Over twenty years ago, Muse headbands began as an experiment in neurofeedback: The gadget notified the wearer when an electroencephalography (EEG) signal from their brain reached a certain threshold. As the product developed, its maker, Toronto-based Interaxon, began marketing the device as a meditation tool.
Although mindfulness tech remains part of the Muse brand, the potential scope of its wearable devices has now expanded into sleep and performance. The Muse S Athena headband, announced earlier this year, is the first device from the company to also incorporate light sensors able to measure blood oxygenation; the system uses fluctuations in that data as an indicator of blood flow and brain activity. This technique, called functional near-infrared spectroscopy, or fNIRS, is considered complementary to EEG.
In June, Muse also announced a reworked data analysis tool that the company calls a “foundation brain model.” The AI model has a transformer architecture, similar to that of ChatGPT, and it was trained on over a billion minutes of brain data collected over the past decade from Muse users.
Though the headbands are designed as consumer products and the company makes no claims about diagnostic ability, previous Muse headbands have been used for a range of scientific studies, from exploring its therapeutic applications to basic behavioral research. The company hopes this one will be too. Researchers familiar with fNIRS and EEG recording told IEEE Spectrum that the device has advantages in portability, affordability, and ease of use, but noted that its sensor limitations could preclude its use for some research questions.
What can brain researchers do with a Muse headband?
“We’re focused on bringing neurotechnology to the home,” says Chris Aimone, chief innovation officer and co-founder of Interaxon. He says many of Interaxon’s research partners are interested sleep science, and notes that the S Athena can be used as an at-home sleep monitor—its measurements of both brain activity and blood oxygenation could be useful for assessing disorders such as sleep apnea. An earlier version of the Muse S performed comparably to standard laboratory sleep testing equipment.

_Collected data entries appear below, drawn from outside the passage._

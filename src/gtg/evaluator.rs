// src/gtg/evaluator.rs
use crate::check::GoodToGoCheck;
use hyper::StatusCode;
use std::sync::Arc;
use std::time::Duration;
use tokio::task::JoinHandle;
use tokio::time::sleep;
use tracing::{debug, warn};

pub const DEFAULT_GTG_TIMEOUT: Duration = Duration::from_millis(3000);

/// Result of a single good-to-go evaluation.
#[derive(Debug, Clone, PartialEq, Eq)]
pub enum GtgOutcome {
    Ok,
    NotOk,
    TimedOut,
    Errored(String),
}

impl GtgOutcome {
    pub fn status(&self) -> StatusCode {
        match self {
            GtgOutcome::Ok => StatusCode::OK,
            GtgOutcome::NotOk | GtgOutcome::TimedOut | GtgOutcome::Errored(_) => {
                StatusCode::SERVICE_UNAVAILABLE
            }
        }
    }

    /// Plain-text response body.
    pub fn message(&self) -> &str {
        match self {
            GtgOutcome::Ok => "OK",
            GtgOutcome::NotOk => "Not OK, see /__health endpoint",
            GtgOutcome::TimedOut => "gtg status generation timed out",
            GtgOutcome::Errored(message) => message,
        }
    }

    pub fn label(&self) -> &'static str {
        match self {
            GtgOutcome::Ok => "ok",
            GtgOutcome::NotOk => "not_ok",
            GtgOutcome::TimedOut => "timed_out",
            GtgOutcome::Errored(_) => "errored",
        }
    }
}

/// Aborts the check task when dropped, whoever drops it.
struct CheckTask(JoinHandle<anyhow::Result<bool>>);

impl Drop for CheckTask {
    fn drop(&mut self) {
        self.0.abort();
    }
}

/// Run `check` once, racing it against `timeout`.
///
/// The check runs on its own task, owned by this future. Losing to the
/// timer or being dropped mid-race aborts the task, so a late answer can
/// have no further effect; if the check wins, the timer is dropped with
/// the `select!`.
pub async fn evaluate_gtg(check: Arc<dyn GoodToGoCheck>, timeout: Duration) -> GtgOutcome {
    let mut task = CheckTask(tokio::spawn(async move { check.check().await }));

    let outcome = tokio::select! {
        biased;

        joined = &mut task.0 => match joined {
            Ok(Ok(true)) => GtgOutcome::Ok,
            Ok(Ok(false)) => GtgOutcome::NotOk,
            Ok(Err(e)) => GtgOutcome::Errored(e.to_string()),
            Err(e) if e.is_panic() => {
                GtgOutcome::Errored("good-to-go check panicked".to_string())
            }
            Err(_) => GtgOutcome::Errored("good-to-go check was cancelled".to_string()),
        },
        _ = sleep(timeout) => GtgOutcome::TimedOut,
    };

    match &outcome {
        GtgOutcome::Ok => debug!("Good to go"),
        GtgOutcome::TimedOut => warn!("Good-to-go check timed out after {:?}", timeout),
        other => warn!("Not good to go: {}", other.message()),
    }

    outcome
}

#[cfg(test)]
mod tests {
    use super::*;
    use crate::check::{gtg_fn, AlwaysGood};
    use anyhow::anyhow;
    use std::sync::atomic::{AtomicBool, AtomicU32, Ordering};
    use tokio::time::Instant;

    #[tokio::test(start_paused = true)]
    async fn test_true_is_ok() {
        let outcome = evaluate_gtg(Arc::new(AlwaysGood), DEFAULT_GTG_TIMEOUT).await;
        assert_eq!(outcome, GtgOutcome::Ok);
        assert_eq!(outcome.status(), StatusCode::OK);
        assert_eq!(outcome.message(), "OK");
    }

    #[tokio::test(start_paused = true)]
    async fn test_false_is_not_ok() {
        let check = Arc::new(gtg_fn(|| async { Ok(false) }));
        let outcome = evaluate_gtg(check, DEFAULT_GTG_TIMEOUT).await;
        assert_eq!(outcome, GtgOutcome::NotOk);
        assert_eq!(outcome.status(), StatusCode::SERVICE_UNAVAILABLE);
        assert!(outcome.message().contains("Not OK"));
    }

    #[tokio::test(start_paused = true)]
    async fn test_error_message_is_kept() {
        let check = Arc::new(gtg_fn(|| async { Err(anyhow!("database unreachable")) }));
        let outcome = evaluate_gtg(check, DEFAULT_GTG_TIMEOUT).await;
        assert_eq!(outcome, GtgOutcome::Errored("database unreachable".to_string()));
        assert_eq!(outcome.message(), "database unreachable");
    }

    #[tokio::test(start_paused = true)]
    async fn test_panic_is_errored() {
        let check = Arc::new(gtg_fn(|| async {
            if true {
                panic!("boom");
            }
            Ok(true)
        }));
        let outcome = evaluate_gtg(check, DEFAULT_GTG_TIMEOUT).await;
        assert_eq!(outcome, GtgOutcome::Errored("good-to-go check panicked".to_string()));
    }

    #[tokio::test(start_paused = true)]
    async fn test_never_settling_check_times_out() {
        let check = Arc::new(gtg_fn(|| std::future::pending::<anyhow::Result<bool>>()));
        let start = Instant::now();

        let outcome = evaluate_gtg(check, DEFAULT_GTG_TIMEOUT).await;

        assert_eq!(outcome, GtgOutcome::TimedOut);
        assert_eq!(outcome.status(), StatusCode::SERVICE_UNAVAILABLE);
        assert!(outcome.message().contains("timed out"));
        let elapsed = start.elapsed();
        assert!(elapsed >= DEFAULT_GTG_TIMEOUT);
        assert!(elapsed < DEFAULT_GTG_TIMEOUT + Duration::from_millis(50));
    }

    #[tokio::test(start_paused = true)]
    async fn test_late_answer_has_no_effect() {
        let finished = Arc::new(AtomicBool::new(false));
        let flag = finished.clone();
        let check = Arc::new(gtg_fn(move || {
            let flag = flag.clone();
            async move {
                sleep(Duration::from_secs(5)).await;
                flag.store(true, Ordering::SeqCst);
                Ok(true)
            }
        }));

        let outcome = evaluate_gtg(check, DEFAULT_GTG_TIMEOUT).await;
        assert_eq!(outcome, GtgOutcome::TimedOut);

        sleep(Duration::from_secs(10)).await;
        assert!(!finished.load(Ordering::SeqCst));
    }

    #[tokio::test(start_paused = true)]
    async fn test_dropped_evaluation_cancels_check() {
        let finished = Arc::new(AtomicBool::new(false));
        let flag = finished.clone();
        let check = Arc::new(gtg_fn(move || {
            let flag = flag.clone();
            async move {
                sleep(Duration::from_secs(5)).await;
                flag.store(true, Ordering::SeqCst);
                Ok(true)
            }
        }));

        // The caller gives up before either side of the race settles.
        let dropped =
            tokio::time::timeout(Duration::from_secs(1), evaluate_gtg(check, DEFAULT_GTG_TIMEOUT))
                .await;
        assert!(dropped.is_err());

        sleep(Duration::from_secs(10)).await;
        assert!(!finished.load(Ordering::SeqCst));
    }

    #[tokio::test(start_paused = true)]
    async fn test_check_invoked_once() {
        let calls = Arc::new(AtomicU32::new(0));
        let counter = calls.clone();
        let check = Arc::new(gtg_fn(move || {
            counter.fetch_add(1, Ordering::SeqCst);
            async { Ok(false) }
        }));

        evaluate_gtg(check, DEFAULT_GTG_TIMEOUT).await;
        assert_eq!(calls.load(Ordering::SeqCst), 1);
    }

    #[tokio::test(start_paused = true)]
    async fn test_fast_check_wins_short_race() {
        let check = Arc::new(gtg_fn(|| async {
            sleep(Duration::from_millis(10)).await;
            Ok(true)
        }));
        let outcome = evaluate_gtg(check, Duration::from_millis(100)).await;
        assert_eq!(outcome, GtgOutcome::Ok);
    }
}
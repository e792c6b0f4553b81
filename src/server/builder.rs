// src/server/builder.rs
use anyhow::{anyhow, Result};
use hyper::{server::conn::Http, Body, Request, Response};
use std::future::Future;
use std::net::SocketAddr;
use tokio::net::TcpListener;
use tower::Service;

/// Builder pattern so `main.rs` can inject the service stack.
pub struct ServerBuilder<H>
where
    H: Service<Request<Body>, Response = Response<Body>> + Send + Clone + 'static,
    H::Error: Into<Box<dyn std::error::Error + Send + Sync>>,
    H::Future: Send + 'static,
{
    addr: SocketAddr,
    handler: Option<H>,
}

impl<H> ServerBuilder<H>
where
    H: Service<Request<Body>, Response = Response<Body>> + Send + Clone + 'static,
    H::Error: Into<Box<dyn std::error::Error + Send + Sync>>,
    H::Future: Send + 'static,
{
    pub fn new(addr: SocketAddr) -> Self {
        Self { addr, handler: None }
    }

    pub fn with_handler(mut self, handler: H) -> Self {
        self.handler = Some(handler);
        self
    }

    /// Accept connections until `shutdown` resolves. Connections already
    /// accepted are left to finish on their own tasks.
    pub async fn serve_with_shutdown<F>(self, shutdown: F) -> Result<()>
    where
        F: Future<Output = ()>,
    {
        let handler = self
            .handler
            .ok_or_else(|| anyhow!("handler must be set via with_handler()"))?;

        let listener = TcpListener::bind(self.addr).await?;
        tracing::info!("HTTP server listening on {}", listener.local_addr()?);

        tokio::pin!(shutdown);

        loop {
            let (stream, peer) = tokio::select! {
                accepted = listener.accept() => accepted?,
                _ = &mut shutdown => {
                    tracing::info!("HTTP server no longer accepting connections");
                    return Ok(());
                }
            };
            let svc = handler.clone();

            // One Tokio task per connection.
            tokio::spawn(async move {
                if let Err(err) = Http::new().serve_connection(stream, svc).await {
                    tracing::warn!(%peer, %err, "connection error");
                }
            });
        }
    }
}

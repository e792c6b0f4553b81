// src/check/mod.rs
mod callback;
mod provider;

pub use callback::{CallbackCheck, Responder};
pub use provider::{
    about_fn, gtg_fn, health_fn, AboutFn, AboutProvider, AlwaysGood, GoodToGoCheck, GtgFn,
    HealthCheck, HealthFn, NoChecks,
};
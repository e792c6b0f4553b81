// src/config/models.rs
use crate::error::ConfigError;
use serde::{Deserialize, Serialize};
use serde_json::{Map, Value};
use std::net::SocketAddr;
use std::path::PathBuf;
use std::time::Duration;

/// Operational routes that can be switched on or off.
#[derive(Debug, Clone, Copy, PartialEq, Eq, Hash, Serialize, Deserialize)]
#[serde(rename_all = "lowercase")]
pub enum RouteName {
    About,
    Gtg,
    Health,
    Error,
}

impl RouteName {
    pub fn as_str(&self) -> &'static str {
        match self {
            RouteName::About => "about",
            RouteName::Gtg => "gtg",
            RouteName::Health => "health",
            RouteName::Error => "error",
        }
    }

    /// The request path segment that selects this route, e.g. `/__gtg`.
    pub fn path(&self) -> &'static str {
        match self {
            RouteName::About => "/__about",
            RouteName::Gtg => "/__gtg",
            RouteName::Health => "/__health",
            RouteName::Error => "/__error",
        }
    }
}

/// How request paths are compared against the route paths.
#[derive(Debug, Clone, Copy, PartialEq, Eq, Default, Serialize, Deserialize)]
#[serde(rename_all = "lowercase")]
pub enum RouteMatching {
    /// `/__gtg` only.
    #[default]
    Exact,
    /// Any path ending in the route, e.g. `/v1/__gtg`.
    Suffix,
}

/// Identity and behaviour of the operational endpoints.
#[derive(Debug, Clone, Serialize, Deserialize)]
#[serde(rename_all = "camelCase")]
pub struct ServiceConfig {
    #[serde(default)]
    pub service_name: Option<String>,

    #[serde(default)]
    pub service_description: Option<String>,

    #[serde(default)]
    pub system_code: Option<String>,

    /// Free-form about information: `purpose`, `appVersion`, `dateDeployed`,
    /// `hostname` and anything else the service wants to publish.
    #[serde(default)]
    pub about: Map<String, Value>,

    #[serde(default = "default_routes")]
    pub routes: Vec<RouteName>,

    #[serde(default)]
    pub manifest_path: Option<PathBuf>,

    #[serde(default = "default_cache_control")]
    pub cache_control: String,

    #[serde(default)]
    pub route_matching: RouteMatching,

    #[serde(default = "default_gtg_timeout_ms")]
    pub gtg_timeout_ms: u64,
}

impl ServiceConfig {
    pub fn new(service_name: impl Into<String>) -> Self {
        Self {
            service_name: Some(service_name.into()),
            ..Self::default()
        }
    }

    /// The configured service name, falling back to `about.name`.
    pub fn name(&self) -> Option<&str> {
        self.service_name
            .as_deref()
            .or_else(|| self.about.get("name").and_then(Value::as_str))
            .filter(|name| !name.trim().is_empty())
    }

    pub fn gtg_timeout(&self) -> Duration {
        Duration::from_millis(self.gtg_timeout_ms)
    }

    pub fn validate(&self) -> Result<(), ConfigError> {
        if self.name().is_none() {
            return Err(ConfigError::MissingServiceName);
        }

        self.validate_settings()
    }

    /// Checks everything except the service name, which may still arrive
    /// from an async about provider.
    pub fn validate_settings(&self) -> Result<(), ConfigError> {
        if self.cache_control.trim().is_empty() {
            return Err(ConfigError::InvalidCacheControl(self.cache_control.clone()));
        }

        if self.gtg_timeout_ms == 0 {
            return Err(ConfigError::ZeroGtgTimeout);
        }

        Ok(())
    }
}

impl Default for ServiceConfig {
    fn default() -> Self {
        Self {
            service_name: None,
            service_description: None,
            system_code: None,
            about: Map::new(),
            routes: default_routes(),
            manifest_path: None,
            cache_control: default_cache_control(),
            route_matching: RouteMatching::default(),
            gtg_timeout_ms: default_gtg_timeout_ms(),
        }
    }
}

/// Top-level configuration for the demo server binary.
#[derive(Debug, Clone, Serialize, Deserialize)]
pub struct Config {
    #[serde(flatten)]
    pub service: ServiceConfig,

    #[serde(default = "default_bind")]
    pub bind: SocketAddr,

    #[serde(default)]
    pub metrics: MetricsConfig,
}

#[derive(Debug, Clone, Serialize, Deserialize)]
pub struct MetricsConfig {
    #[serde(default)]
    pub enabled: bool,

    #[serde(default = "default_metrics_port")]
    pub port: u16,

    #[serde(default = "default_metrics_path")]
    pub path: String,
}

impl Default for MetricsConfig {
    fn default() -> Self {
        Self {
            enabled: false,
            port: default_metrics_port(),
            path: default_metrics_path(),
        }
    }
}

fn default_routes() -> Vec<RouteName> {
    vec![RouteName::About, RouteName::Gtg, RouteName::Health]
}

fn default_cache_control() -> String {
    "max-age=0, must-revalidate, no-cache, no-store".to_string()
}

fn default_gtg_timeout_ms() -> u64 {
    3000
}

fn default_bind() -> SocketAddr {
    SocketAddr::from(([0, 0, 0, 0], 8080))
}

fn default_metrics_port() -> u16 {
    9090
}

fn default_metrics_path() -> String {
    "/metrics".to_string()
}

#[cfg(test)]
mod tests {
    use super::*;

    #[test]
    fn test_defaults() {
        let config = ServiceConfig::new("foo");
        assert_eq!(config.routes, vec![RouteName::About, RouteName::Gtg, RouteName::Health]);
        assert_eq!(config.cache_control, "max-age=0, must-revalidate, no-cache, no-store");
        assert_eq!(config.gtg_timeout(), Duration::from_secs(3));
        assert_eq!(config.route_matching, RouteMatching::Exact);
        assert!(config.validate().is_ok());
    }

    #[test]
    fn test_name_falls_back_to_about() {
        let mut config = ServiceConfig::default();
        assert!(matches!(config.validate(), Err(ConfigError::MissingServiceName)));

        config.about.insert("name".into(), Value::from("from-about"));
        assert_eq!(config.name(), Some("from-about"));
    }

    #[test]
    fn test_blank_name_is_missing() {
        let config = ServiceConfig::new("   ");
        assert!(matches!(config.validate(), Err(ConfigError::MissingServiceName)));
    }

    #[test]
    fn test_settings_validated_without_name() {
        let config = ServiceConfig::default();
        assert!(config.validate_settings().is_ok());

        let mut config = ServiceConfig::default();
        config.cache_control = " ".to_string();
        assert!(matches!(
            config.validate_settings(),
            Err(ConfigError::InvalidCacheControl(_))
        ));
    }

    #[test]
    fn test_zero_timeout_rejected() {
        let mut config = ServiceConfig::new("foo");
        config.gtg_timeout_ms = 0;
        assert!(matches!(config.validate(), Err(ConfigError::ZeroGtgTimeout)));
    }
}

The Muse S Athena is not the only commercialized brain monitor to integrate fNIRS and EEG sensors, but it may occupy a niche in the tradeoff between coverage and cost. It has four EEG sensors placed along the brow line, five light sensors for fNIRS measurements on the forehead, and costs around US $500 with additional subscription fees for some services. In comparison, a full-coverage helmet from Kernel, which boasts fNIRS and EEG sensors that can provide up to 3,500 measurement channels, costs more than $100,000.
So what do researchers think of the gear? The Muse systems “have limited channels [and] very limited capability for imaging,” says Hubin Zhao, an engineer at University College London who works in neuromedical technologies. “If you have more sensors—more measurement channels—you get richer information with better resolution.”
“You have to really plan your study accordingly, knowing that you may only have info from these few frontal sensors,” says Guiomar Niso, a neuroscientist at the Cajal Institute, in Madrid, who has written about other wearable EEG systems.
Aimone says that rather than pinpointing brain activity, the S Athena records an “interesting macroscopic signal.”
The Muse S Athena headband uses two kinds of sensors to measure brain activity. Muse
“As a consumer-oriented portable device, it may present some challenges regarding data quality and artifact removal compared to more sensitive laboratory-grade systems,” says Mevhibe Saricaoğlu, a neuroscience Ph.D. student at Istanbul Medipol University who has used concurrent fNIRS and EEG recordings to compare cognitive performance across age groups. However, “the device’s practicality and ease of use offer significant advantages for field studies, neurofeedback applications, and preliminary pilot experiments.”
A device designed for everyday use could translate well to studies of everyday activities. “If you do research and you’re stuck in a lab, you’re limiting the kind of questions you can ask,” says Olav Krigolson, a neuroscientist at the University of Victoria, in Canada, who has worked extensively with previous generations of Muse devices. For example, he monitored the brains of entire classrooms of high school students and studied mental fatigue in both emergency room workers and pilots in their natural settings.
What’s next for Muse
Muse headbands could further expand the scope of research through a new citizen science program that allows users to enroll in individual studies through an app.
A similar approach has enabled Muse to collect what Aimone calls “an enormous pile of data,” which is critical for training a successful AI model. “You need to train something that has the complexity of a brain to understand one,” says Aimone. “We’re not doing that yet, but in some ways that’s the goal: Something that has the expressive power to identify brain patterns and functions, and also differences in brain patterns and functions between people.”
The overall package of device, software and services “marks a shift from isolated physiological tracking toward integrated, AI-enhanced brain monitoring,” says Saricaoğlu. “Muse S Athena and similar systems are powerful tools—but they must be used ethically, transparently, and with a full awareness of both their capabilities and their limitations.”